Problem to solve: For the entries below, say how many lines hold the word "status", with the number as the only reply.
□ □ □
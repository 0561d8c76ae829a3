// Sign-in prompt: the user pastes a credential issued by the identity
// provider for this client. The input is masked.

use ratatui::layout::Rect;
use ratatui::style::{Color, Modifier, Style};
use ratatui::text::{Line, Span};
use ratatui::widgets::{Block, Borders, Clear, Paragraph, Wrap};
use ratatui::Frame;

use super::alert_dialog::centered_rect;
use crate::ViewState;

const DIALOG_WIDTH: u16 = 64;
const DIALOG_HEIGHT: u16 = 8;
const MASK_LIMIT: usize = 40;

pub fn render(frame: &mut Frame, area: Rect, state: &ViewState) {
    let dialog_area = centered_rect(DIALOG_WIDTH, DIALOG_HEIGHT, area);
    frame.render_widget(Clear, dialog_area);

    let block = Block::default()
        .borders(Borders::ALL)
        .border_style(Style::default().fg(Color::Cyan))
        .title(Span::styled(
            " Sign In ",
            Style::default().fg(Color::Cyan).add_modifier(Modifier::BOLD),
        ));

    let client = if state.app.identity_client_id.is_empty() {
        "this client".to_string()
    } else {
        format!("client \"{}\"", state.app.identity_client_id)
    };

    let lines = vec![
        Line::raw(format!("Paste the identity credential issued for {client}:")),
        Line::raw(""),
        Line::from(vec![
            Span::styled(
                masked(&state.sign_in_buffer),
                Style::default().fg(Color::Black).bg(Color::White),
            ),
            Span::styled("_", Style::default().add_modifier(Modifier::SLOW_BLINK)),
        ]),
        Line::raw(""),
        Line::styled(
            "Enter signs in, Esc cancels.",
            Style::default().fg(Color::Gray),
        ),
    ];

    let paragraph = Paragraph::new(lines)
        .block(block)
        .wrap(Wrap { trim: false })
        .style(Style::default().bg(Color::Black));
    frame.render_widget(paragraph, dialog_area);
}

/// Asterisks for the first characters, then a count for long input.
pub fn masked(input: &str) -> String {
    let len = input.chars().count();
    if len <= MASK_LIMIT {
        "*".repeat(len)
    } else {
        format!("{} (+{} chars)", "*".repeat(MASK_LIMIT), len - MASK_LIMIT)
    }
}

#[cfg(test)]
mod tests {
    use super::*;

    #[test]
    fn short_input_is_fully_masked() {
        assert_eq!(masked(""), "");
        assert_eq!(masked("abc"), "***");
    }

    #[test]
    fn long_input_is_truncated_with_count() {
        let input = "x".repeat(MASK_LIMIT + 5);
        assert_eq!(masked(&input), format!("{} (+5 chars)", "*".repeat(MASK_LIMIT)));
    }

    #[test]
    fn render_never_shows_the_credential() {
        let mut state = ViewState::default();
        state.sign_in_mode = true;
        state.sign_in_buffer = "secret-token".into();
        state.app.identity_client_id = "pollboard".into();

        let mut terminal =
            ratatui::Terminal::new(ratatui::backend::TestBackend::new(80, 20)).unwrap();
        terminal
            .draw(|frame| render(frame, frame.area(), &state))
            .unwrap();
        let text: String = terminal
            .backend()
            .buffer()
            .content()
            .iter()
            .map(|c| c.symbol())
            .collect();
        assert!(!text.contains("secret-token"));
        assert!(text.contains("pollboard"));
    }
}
□ □ □
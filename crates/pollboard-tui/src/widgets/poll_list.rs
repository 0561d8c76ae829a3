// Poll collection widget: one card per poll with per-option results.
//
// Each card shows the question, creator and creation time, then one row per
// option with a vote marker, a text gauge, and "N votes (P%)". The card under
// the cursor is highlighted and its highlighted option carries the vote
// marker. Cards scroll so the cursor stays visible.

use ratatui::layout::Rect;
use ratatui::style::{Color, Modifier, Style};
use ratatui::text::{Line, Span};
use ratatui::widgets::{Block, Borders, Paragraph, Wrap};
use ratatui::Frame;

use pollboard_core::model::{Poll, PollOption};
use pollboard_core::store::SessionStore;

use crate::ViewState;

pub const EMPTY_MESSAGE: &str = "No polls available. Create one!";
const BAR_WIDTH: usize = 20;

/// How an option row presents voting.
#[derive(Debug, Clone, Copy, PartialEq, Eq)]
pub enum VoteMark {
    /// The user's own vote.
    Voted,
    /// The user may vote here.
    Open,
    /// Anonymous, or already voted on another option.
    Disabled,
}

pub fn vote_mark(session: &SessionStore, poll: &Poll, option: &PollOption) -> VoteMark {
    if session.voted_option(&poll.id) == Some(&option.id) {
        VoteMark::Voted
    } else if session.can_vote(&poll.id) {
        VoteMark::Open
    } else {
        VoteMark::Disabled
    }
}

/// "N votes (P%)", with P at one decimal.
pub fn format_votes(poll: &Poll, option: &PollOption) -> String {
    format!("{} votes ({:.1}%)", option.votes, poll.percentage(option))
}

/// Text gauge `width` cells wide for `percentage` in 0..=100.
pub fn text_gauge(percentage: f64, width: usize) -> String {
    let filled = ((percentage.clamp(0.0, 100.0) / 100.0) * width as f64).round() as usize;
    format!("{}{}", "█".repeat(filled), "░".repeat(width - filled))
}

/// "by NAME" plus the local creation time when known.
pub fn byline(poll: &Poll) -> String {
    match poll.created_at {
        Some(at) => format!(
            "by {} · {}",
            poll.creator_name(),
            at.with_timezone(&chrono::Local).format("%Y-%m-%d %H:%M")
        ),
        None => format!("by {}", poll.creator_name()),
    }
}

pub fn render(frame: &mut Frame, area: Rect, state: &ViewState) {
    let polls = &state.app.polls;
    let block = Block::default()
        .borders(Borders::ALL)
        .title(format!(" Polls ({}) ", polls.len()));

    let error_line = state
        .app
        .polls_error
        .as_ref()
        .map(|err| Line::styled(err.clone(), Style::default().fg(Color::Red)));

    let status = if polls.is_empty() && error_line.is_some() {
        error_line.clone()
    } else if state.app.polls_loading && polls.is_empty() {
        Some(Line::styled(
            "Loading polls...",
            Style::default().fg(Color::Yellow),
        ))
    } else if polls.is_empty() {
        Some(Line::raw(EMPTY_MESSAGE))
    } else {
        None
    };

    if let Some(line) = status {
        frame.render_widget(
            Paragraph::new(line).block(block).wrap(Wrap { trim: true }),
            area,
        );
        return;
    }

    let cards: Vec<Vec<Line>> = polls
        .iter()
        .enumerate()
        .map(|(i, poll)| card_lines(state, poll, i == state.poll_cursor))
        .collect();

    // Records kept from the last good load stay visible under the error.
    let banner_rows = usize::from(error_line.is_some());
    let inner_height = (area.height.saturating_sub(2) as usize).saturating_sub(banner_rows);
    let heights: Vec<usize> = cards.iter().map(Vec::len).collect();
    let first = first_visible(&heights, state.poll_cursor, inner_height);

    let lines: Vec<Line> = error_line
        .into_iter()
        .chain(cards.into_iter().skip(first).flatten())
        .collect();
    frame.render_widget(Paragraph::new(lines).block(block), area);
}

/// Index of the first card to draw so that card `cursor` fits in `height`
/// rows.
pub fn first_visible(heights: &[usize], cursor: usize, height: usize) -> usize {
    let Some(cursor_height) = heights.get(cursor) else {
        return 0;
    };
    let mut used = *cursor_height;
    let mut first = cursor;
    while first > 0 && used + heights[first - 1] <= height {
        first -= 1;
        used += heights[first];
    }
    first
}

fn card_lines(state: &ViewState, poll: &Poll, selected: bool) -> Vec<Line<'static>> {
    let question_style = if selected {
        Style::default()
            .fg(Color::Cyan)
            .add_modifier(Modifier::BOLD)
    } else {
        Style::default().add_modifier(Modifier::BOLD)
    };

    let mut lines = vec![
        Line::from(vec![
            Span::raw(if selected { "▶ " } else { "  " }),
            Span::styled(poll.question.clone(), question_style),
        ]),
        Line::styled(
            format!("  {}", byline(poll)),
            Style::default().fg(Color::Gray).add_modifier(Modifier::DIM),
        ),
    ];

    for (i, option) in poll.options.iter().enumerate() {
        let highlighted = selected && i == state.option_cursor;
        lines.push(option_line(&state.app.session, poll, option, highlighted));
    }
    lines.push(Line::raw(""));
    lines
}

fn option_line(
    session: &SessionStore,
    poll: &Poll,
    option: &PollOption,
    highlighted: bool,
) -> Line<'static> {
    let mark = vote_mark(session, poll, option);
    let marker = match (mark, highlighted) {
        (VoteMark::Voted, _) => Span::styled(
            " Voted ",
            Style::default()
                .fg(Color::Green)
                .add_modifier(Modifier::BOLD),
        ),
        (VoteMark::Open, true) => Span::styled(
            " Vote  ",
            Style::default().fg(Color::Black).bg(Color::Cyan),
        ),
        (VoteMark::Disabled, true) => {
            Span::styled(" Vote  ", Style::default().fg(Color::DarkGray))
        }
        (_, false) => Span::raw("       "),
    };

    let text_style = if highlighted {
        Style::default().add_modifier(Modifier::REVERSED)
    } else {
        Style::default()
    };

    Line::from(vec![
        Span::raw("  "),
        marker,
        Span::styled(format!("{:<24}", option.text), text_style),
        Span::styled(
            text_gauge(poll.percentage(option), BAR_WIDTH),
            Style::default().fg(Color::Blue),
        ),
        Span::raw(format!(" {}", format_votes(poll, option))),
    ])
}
□ □ □
Answer space: 2